* Exercise details *
Each line of the records below that contains "trace" needs to be copied.

* Source records *
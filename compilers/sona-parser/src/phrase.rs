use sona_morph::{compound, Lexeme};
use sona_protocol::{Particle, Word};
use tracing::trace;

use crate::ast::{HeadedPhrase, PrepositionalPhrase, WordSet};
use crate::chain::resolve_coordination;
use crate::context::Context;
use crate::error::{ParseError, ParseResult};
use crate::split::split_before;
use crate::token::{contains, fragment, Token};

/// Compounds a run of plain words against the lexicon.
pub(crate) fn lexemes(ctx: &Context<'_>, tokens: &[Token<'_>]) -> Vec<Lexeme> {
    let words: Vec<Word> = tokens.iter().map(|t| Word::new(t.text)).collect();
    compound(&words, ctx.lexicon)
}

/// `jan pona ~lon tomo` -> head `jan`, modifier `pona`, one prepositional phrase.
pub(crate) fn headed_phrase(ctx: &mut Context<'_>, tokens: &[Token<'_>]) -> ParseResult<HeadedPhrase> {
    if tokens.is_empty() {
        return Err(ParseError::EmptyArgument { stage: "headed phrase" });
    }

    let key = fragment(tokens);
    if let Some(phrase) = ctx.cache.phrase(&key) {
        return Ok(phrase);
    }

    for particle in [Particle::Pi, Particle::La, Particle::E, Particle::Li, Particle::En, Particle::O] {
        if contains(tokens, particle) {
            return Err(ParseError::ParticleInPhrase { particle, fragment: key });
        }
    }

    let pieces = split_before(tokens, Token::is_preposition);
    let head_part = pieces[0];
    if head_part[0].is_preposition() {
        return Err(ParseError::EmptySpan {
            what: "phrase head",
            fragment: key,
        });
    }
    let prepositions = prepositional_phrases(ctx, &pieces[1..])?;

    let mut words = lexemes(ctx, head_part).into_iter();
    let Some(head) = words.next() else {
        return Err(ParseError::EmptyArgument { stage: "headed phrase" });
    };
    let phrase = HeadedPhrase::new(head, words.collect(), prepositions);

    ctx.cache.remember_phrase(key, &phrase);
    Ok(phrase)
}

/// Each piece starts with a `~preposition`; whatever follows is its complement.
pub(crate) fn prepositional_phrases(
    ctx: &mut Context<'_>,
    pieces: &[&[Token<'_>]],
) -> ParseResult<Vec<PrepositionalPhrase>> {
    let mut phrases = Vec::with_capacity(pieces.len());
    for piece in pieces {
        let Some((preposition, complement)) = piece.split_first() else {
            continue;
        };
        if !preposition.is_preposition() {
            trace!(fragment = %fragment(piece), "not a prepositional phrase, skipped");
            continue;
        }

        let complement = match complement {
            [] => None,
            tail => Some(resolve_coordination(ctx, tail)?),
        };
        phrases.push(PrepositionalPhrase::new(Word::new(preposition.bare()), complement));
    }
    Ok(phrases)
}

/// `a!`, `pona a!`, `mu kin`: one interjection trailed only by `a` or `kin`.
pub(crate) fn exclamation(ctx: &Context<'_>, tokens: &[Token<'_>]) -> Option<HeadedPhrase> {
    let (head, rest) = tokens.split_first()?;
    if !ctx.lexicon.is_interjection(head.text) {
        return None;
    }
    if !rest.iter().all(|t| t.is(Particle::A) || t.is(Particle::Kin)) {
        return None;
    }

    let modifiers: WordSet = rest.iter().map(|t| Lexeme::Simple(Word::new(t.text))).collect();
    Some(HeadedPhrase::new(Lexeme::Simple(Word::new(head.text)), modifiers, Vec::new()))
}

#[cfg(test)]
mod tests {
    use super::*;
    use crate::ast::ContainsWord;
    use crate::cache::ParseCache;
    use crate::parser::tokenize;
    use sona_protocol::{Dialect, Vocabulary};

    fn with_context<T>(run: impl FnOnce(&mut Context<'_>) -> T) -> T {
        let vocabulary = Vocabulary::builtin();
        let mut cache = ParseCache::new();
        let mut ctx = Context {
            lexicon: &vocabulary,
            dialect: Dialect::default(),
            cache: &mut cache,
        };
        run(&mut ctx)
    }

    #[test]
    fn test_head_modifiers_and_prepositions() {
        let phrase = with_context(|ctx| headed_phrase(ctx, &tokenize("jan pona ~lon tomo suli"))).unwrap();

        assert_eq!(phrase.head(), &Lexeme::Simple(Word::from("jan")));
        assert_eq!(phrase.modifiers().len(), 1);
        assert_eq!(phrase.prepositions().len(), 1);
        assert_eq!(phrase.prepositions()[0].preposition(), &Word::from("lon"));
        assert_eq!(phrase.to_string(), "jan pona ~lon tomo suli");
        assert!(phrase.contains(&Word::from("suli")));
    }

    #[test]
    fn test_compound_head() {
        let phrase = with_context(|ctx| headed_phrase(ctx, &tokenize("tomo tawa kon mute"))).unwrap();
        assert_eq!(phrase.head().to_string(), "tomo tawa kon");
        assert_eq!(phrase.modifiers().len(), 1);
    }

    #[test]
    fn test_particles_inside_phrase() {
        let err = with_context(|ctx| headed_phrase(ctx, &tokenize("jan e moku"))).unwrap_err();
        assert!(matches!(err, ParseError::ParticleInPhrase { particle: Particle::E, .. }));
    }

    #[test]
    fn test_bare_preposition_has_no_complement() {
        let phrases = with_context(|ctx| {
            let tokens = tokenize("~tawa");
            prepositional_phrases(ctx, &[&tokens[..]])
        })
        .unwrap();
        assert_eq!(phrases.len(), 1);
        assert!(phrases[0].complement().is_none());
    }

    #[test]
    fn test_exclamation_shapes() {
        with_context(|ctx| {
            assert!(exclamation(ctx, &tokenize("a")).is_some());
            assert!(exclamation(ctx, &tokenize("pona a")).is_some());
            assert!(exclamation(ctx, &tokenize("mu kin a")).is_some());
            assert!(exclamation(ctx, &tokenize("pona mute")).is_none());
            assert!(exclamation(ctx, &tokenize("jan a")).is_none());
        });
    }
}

* Response to this task *
use tracing::trace;
            trace!(fragment = %fragment(piece), "not a prepositional phrase, skipped");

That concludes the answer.